A médica Thereza Prata, 65 anos, tinha dois filhos, um netinho de 7, uma porção generosa de amigos e muitos pacientes que dependiam dela para a cura ou alívio.
A minha única irmã, tia querida dos meus filhos e primeira filha de mãe hoje centenária, partiu há um ano, em plena atividade pessoal e profissional. Deixou-nos a todos órfãos.
Thê – como eu a chamava – internou-se em São Paulo no dia 2 de março de 2020 para receber uma medula sã, procedimento eleito por seus pares para curar a mielodisplasia detectada em exame de rotina no ano anterior. Embora assintomática, a síndrome poderia evoluir para uma leucemia. Até a véspera de viajar, ela cuidou dos pacientes, exercitou-se e divertiu-se, sem fazer uso de qualquer medicação.
Após duas semanas de intensa troca de afeto no confinamento do hospital para o transplante, retornei a Fortaleza. Deixei-a feliz, à espera da tão planejada alta hospitalar, acompanhada da adorada filha, médica como a mãe. Não imaginávamos que o nosso “até breve!” sem abraços – em respeito ao protocolo pós-transplante – era um adeus.
O curto trajeto do hospital ao aeroporto de Congonhas demorou muito devido à manifestação que ocupava a avenida Paulista e entorno. Eventos similares ocorreram naquele domingo [15/março/2020] em outras capitais, mesmo com o alerta de pandemia da Covid-19 feito pela OMS quatro dias antes. Multidões sem máscara e sem respeito à vida, incentivadas por autoridades que deveriam conter o vírus e proteger a população, assumiram ali, de forma consciente, a cruel tarefa de disseminar a peste.
Dias depois, quando comemorávamos a cura da minha irmã, ela e outros transplantados [crianças entre eles] foram infectados pelo novo coronavírus ainda no hospital. Thê lutou dois longos e angustiantes meses, mas infelizmente a perdemos em 17 de maio de 2020. Suas cinzas foram repatriadas no colo do seu filho querido.
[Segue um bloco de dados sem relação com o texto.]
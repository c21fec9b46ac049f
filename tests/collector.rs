mod support;

use std::cell::Cell;
use std::hint::black_box;
use std::rc::Rc;
use std::sync::Arc;
use std::sync::atomic::{AtomicU64, Ordering};

use fiberhost::collector::mark_sweep::{MarkSweepHeap, clear_dead_stack};
use fiberhost::{Collector, ContextId, RootContributor, RootSink, Scheduler, StackBounds};

use support::{MASK, STACK_SIZE, heap};

/// What the embedded side found after the host's allocation burst.
#[derive(Debug, Clone, Copy, PartialEq, Eq)]
enum Verdict {
    Pending,
    Alive,
    Reclaimed,
}

/// Embedded body that holds one object in a local across a single yield
/// and reports whether it is still allocated afterwards. The host only
/// ever sees the masked address.
fn hold_across_yield(
    heap: &Arc<MarkSweepHeap>,
    verdict: &Rc<Cell<Verdict>>,
    masked: &Rc<Cell<usize>>,
) -> Scheduler {
    let body_heap = Arc::clone(heap);
    let verdict = Rc::clone(verdict);
    let masked = Rc::clone(masked);
    Scheduler::new(heap.clone(), STACK_SIZE, move |yielder| {
        let object = body_heap.alloc(8);
        unsafe { object.as_ptr().write(0xfeed_f00d) };
        masked.set(object.as_ptr() as usize ^ MASK);
        black_box(&object);
        yielder.yield_now();
        black_box(&object);
        let alive = body_heap.contains(object.as_ptr() as usize)
            && unsafe { object.as_ptr().read() } == 0xfeed_f00d;
        verdict.set(if alive { Verdict::Alive } else { Verdict::Reclaimed });
    })
    .expect("scheduler")
}

#[test]
fn suspended_locals_survive_host_allocation_pressure() {
    let heap = heap(1024);
    let verdict = Rc::new(Cell::new(Verdict::Pending));
    let masked = Rc::new(Cell::new(0));
    let scheduler = hold_across_yield(&heap, &verdict, &masked);
    assert!(scheduler.install_root_scan());

    scheduler.switch_to(ContextId::Embedded);
    for _ in 0..120_000 {
        heap.alloc(2);
    }
    clear_dead_stack();
    heap.collect();
    assert!(heap.collections() > 100);
    assert!(heap.contains(masked.get() ^ MASK));

    scheduler.switch_to(ContextId::Embedded);
    assert!(scheduler.is_finished());
    assert_eq!(verdict.get(), Verdict::Alive);
}

#[test]
fn without_the_augmentation_suspended_locals_are_lost() {
    let heap = heap(0);
    let verdict = Rc::new(Cell::new(Verdict::Pending));
    let masked = Rc::new(Cell::new(0));
    let scheduler = hold_across_yield(&heap, &verdict, &masked);

    scheduler.switch_to(ContextId::Embedded);
    clear_dead_stack();
    let stats = heap.collect();
    assert_eq!(stats.extra_ranges, 0);
    assert!(stats.freed >= 1);

    scheduler.switch_to(ContextId::Embedded);
    assert_eq!(verdict.get(), Verdict::Reclaimed);
}

#[test]
fn augmentation_installs_once() {
    let heap = heap(0);
    let verdict = Rc::new(Cell::new(Verdict::Pending));
    let masked = Rc::new(Cell::new(0));
    let scheduler = hold_across_yield(&heap, &verdict, &masked);
    assert!(scheduler.install_root_scan());
    assert!(!scheduler.install_root_scan());
    assert_eq!(heap.root_chain().len(), 1);

    scheduler.switch_to(ContextId::Embedded);
    let stats = heap.collect();
    assert_eq!(stats.extra_ranges, 1);
    assert_eq!(heap.root_chain().scans(), 1);

    scheduler.switch_to(ContextId::Embedded);
    assert_eq!(verdict.get(), Verdict::Alive);
    // Nothing is suspended once the embedded context has finished.
    assert_eq!(heap.collect().extra_ranges, 0);
}

struct Foreign {
    bounds: StackBounds,
    calls: AtomicU64,
}

impl RootContributor for Foreign {
    fn name(&self) -> &str {
        "foreign"
    }

    fn push_roots(&self, sink: &mut dyn RootSink) {
        self.calls.fetch_add(1, Ordering::Relaxed);
        sink.push_range(self.bounds);
    }
}

#[test]
fn earlier_hook_keeps_running_after_install() {
    let heap = heap(0);
    let kept = heap.alloc(4).as_ptr() as usize;
    let mut pinned = Box::new([0usize; 2]);
    pinned[0] = kept;
    let low = pinned.as_ptr() as usize;
    let foreign = Arc::new(Foreign {
        bounds: StackBounds::new(low, low + std::mem::size_of_val(&*pinned)),
        calls: AtomicU64::new(0),
    });
    assert!(heap.root_chain().chain_previous(foreign.clone()));

    let verdict = Rc::new(Cell::new(Verdict::Pending));
    let masked = Rc::new(Cell::new(0));
    let scheduler = hold_across_yield(&heap, &verdict, &masked);
    assert!(scheduler.install_root_scan());
    assert!(heap.root_chain().contains("foreign"));

    scheduler.switch_to(ContextId::Embedded);
    clear_dead_stack();
    let stats = heap.collect();
    assert_eq!(stats.extra_ranges, 2);
    assert_eq!(foreign.calls.load(Ordering::Relaxed), 1);
    assert!(heap.contains(kept));

    scheduler.switch_to(ContextId::Embedded);
    assert_eq!(verdict.get(), Verdict::Alive);
}

#[test]
fn dropped_suspended_scheduler_leaves_nothing_to_scan() {
    let heap = heap(0);
    let verdict = Rc::new(Cell::new(Verdict::Pending));
    let masked = Rc::new(Cell::new(0));
    let scheduler = hold_across_yield(&heap, &verdict, &masked);
    assert!(scheduler.install_root_scan());
    scheduler.switch_to(ContextId::Embedded);
    let registry = Arc::clone(scheduler.registry());
    assert!(!registry.suspended().is_empty());

    drop(scheduler);
    clear_dead_stack();
    let stats = heap.collect();
    assert_eq!(stats.extra_ranges, 0);
    assert!(registry.suspended().is_empty());
    assert!(heap.root_chain().is_empty());
    assert_eq!(verdict.get(), Verdict::Pending);
}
Ao caminharmos para meio milhão de mortos por Covid-19 [só no Brasil], novas cepas e sem vacinas, causa-me repulsa a desumanidade dos que continuam a minimizar a pandemia e desdenhar das medidas de proteção. Quantas vidas poderiam ter sido poupadas? Quantas ainda perderemos? Quem reparará os danos? Jamais esqueceremos.